VGLUT3 (Vesicular Glutamate Transporter Type 3) Contribution to the Regulation of Serotonergic Transmission and Anxiety

Three different subtypes of H+-dependent carriers (named VGLUT1–3) concentrate glutamate into synaptic vesicles before its exocytotic release. Neurons using other neurotransmitter than glutamate (such as cholinergic striatal interneurons and 5-HT neurons) express VGLUT3. It was recently reported that VGLUT3 increases acetylcholine vesicular filling, thereby, stimulating cholinergic transmission. This new regulatory mechanism is herein designated as vesicular-filling synergy (or vesicular synergy).
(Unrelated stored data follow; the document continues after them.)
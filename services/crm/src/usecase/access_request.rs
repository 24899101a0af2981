use chrono::Utc;
use uuid::Uuid;

use crate::domain::repository::{AccessRequestRepository, ContactRepository, UserRepository};
use crate::domain::types::{ContactAccessRequest, RequestStatus};
use crate::error::CrmServiceError;

/// Review verb from the request body.
#[derive(Debug, Clone, Copy, PartialEq, Eq)]
pub enum ReviewAction {
    Approve,
    Reject,
}

impl ReviewAction {
    pub fn parse(s: &str) -> Option<Self> {
        match s {
            "approve" => Some(Self::Approve),
            "reject" => Some(Self::Reject),
            _ => None,
        }
    }

    fn target_status(self) -> RequestStatus {
        match self {
            Self::Approve => RequestStatus::Approved,
            Self::Reject => RequestStatus::Rejected,
        }
    }
}

// ── CreateAccessRequest ──────────────────────────────────────────────────────

pub struct CreateAccessRequestInput {
    pub contact_id: Uuid,
    pub reason: String,
}

pub struct CreateAccessRequestUseCase<
    A: AccessRequestRepository,
    K: ContactRepository,
    U: UserRepository,
> {
    pub requests: A,
    pub contacts: K,
    pub users: U,
}

impl<A, K, U> CreateAccessRequestUseCase<A, K, U>
where
    A: AccessRequestRepository,
    K: ContactRepository,
    U: UserRepository,
{
    pub async fn execute(
        &self,
        requester_id: Uuid,
        input: CreateAccessRequestInput,
    ) -> Result<ContactAccessRequest, CrmServiceError> {
        let requester = self
            .users
            .find_by_id(requester_id)
            .await?
            .ok_or(CrmServiceError::UserNotFound)?;
        // Admins already see every contact; a request from one is a client
        // bug, rejected before any row is written.
        if requester.level.is_admin() {
            return Err(CrmServiceError::BadRequest);
        }
        if self.contacts.find_by_id(input.contact_id).await?.is_none() {
            return Err(CrmServiceError::ContactNotFound);
        }
        let request = ContactAccessRequest {
            id: Uuid::now_v7(),
            requester_id,
            contact_id: input.contact_id,
            status: RequestStatus::Pending,
            reason: input.reason,
            reviewed_by: None,
            reviewed_at: None,
            created_at: Utc::now(),
        };
        self.requests.create(&request).await?;
        Ok(request)
    }
}

// ── ListAccessRequests ───────────────────────────────────────────────────────

pub struct ListAccessRequestsUseCase<A: AccessRequestRepository, U: UserRepository> {
    pub requests: A,
    pub users: U,
}

impl<A: AccessRequestRepository, U: UserRepository> ListAccessRequestsUseCase<A, U> {
    /// Admins see the full queue; everyone else sees only their own requests.
    pub async fn execute(
        &self,
        actor_id: Uuid,
    ) -> Result<Vec<ContactAccessRequest>, CrmServiceError> {
        let actor = self
            .users
            .find_by_id(actor_id)
            .await?
            .ok_or(CrmServiceError::UserNotFound)?;
        if actor.level.is_admin() {
            self.requests.find_all().await
        } else {
            self.requests.find_by_requester(actor_id).await
        }
    }
}

// ── ReviewAccessRequest ──────────────────────────────────────────────────────

pub struct ReviewAccessRequestUseCase<A: AccessRequestRepository, U: UserRepository> {
    pub requests: A,
    pub users: U,
}

impl<A: AccessRequestRepository, U: UserRepository> ReviewAccessRequestUseCase<A, U> {
    pub async fn execute(
        &self,
        reviewer_id: Uuid,
        request_id: Uuid,
        action: ReviewAction,
    ) -> Result<ContactAccessRequest, CrmServiceError> {
        let reviewer = self
            .users
            .find_by_id(reviewer_id)
            .await?
            .ok_or(CrmServiceError::UserNotFound)?;
        if !reviewer.level.is_admin() {
            return Err(CrmServiceError::Forbidden);
        }
        let request = self
            .requests
            .find_by_id(request_id)
            .await?
            .ok_or(CrmServiceError::RequestNotFound)?;
        if request.status.is_terminal() {
            return Err(CrmServiceError::Conflict);
        }
        // The store transition is guarded on status = 'pending'; a false
        // return means another reviewer won the race after our read.
        let status = action.target_status();
        if !self
            .requests
            .mark_reviewed(request_id, status, reviewer_id)
            .await?
        {
            return Err(CrmServiceError::Conflict);
        }
        Ok(ContactAccessRequest {
            status,
            reviewed_by: Some(reviewer_id),
            reviewed_at: Some(Utc::now()),
            ..request
        })
    }
}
In the present report, we found that deletion of VGLUT3 increased several anxiety-related behaviors in adult and in newborn mice as early as 8 d after birth. This precocious involvement of a vesicular glutamate transporter in anxiety led us to examine the underlying functional implications of VGLUT3 in 5-HT neurons. On one hand, VGLUT3 deletion caused a significant decrease of 5-HT1A-mediated neurotransmission in raphe nuclei. On the other hand, VGLUT3 positively modulated 5-HT transmission of a specific subset of 5-HT terminals from the hippocampus and the cerebral cortex. VGLUT3- and VMAT2-positive serotonergic fibers show little or no 5-HT reuptake transporter. These results unravel the existence of a novel subset of 5-HT terminals in limbic areas that might play a crucial role in anxiety-like behaviors. In summary, VGLUT3 accelerates 5-HT transmission at the level of specific 5-HT terminals and can exert an inhibitory control at the raphe level. Furthermore, our results suggest that the loss of VGLUT3 expression leads to anxiety-associated behaviors and should be considered as a potential new target for the treatment of this disorder.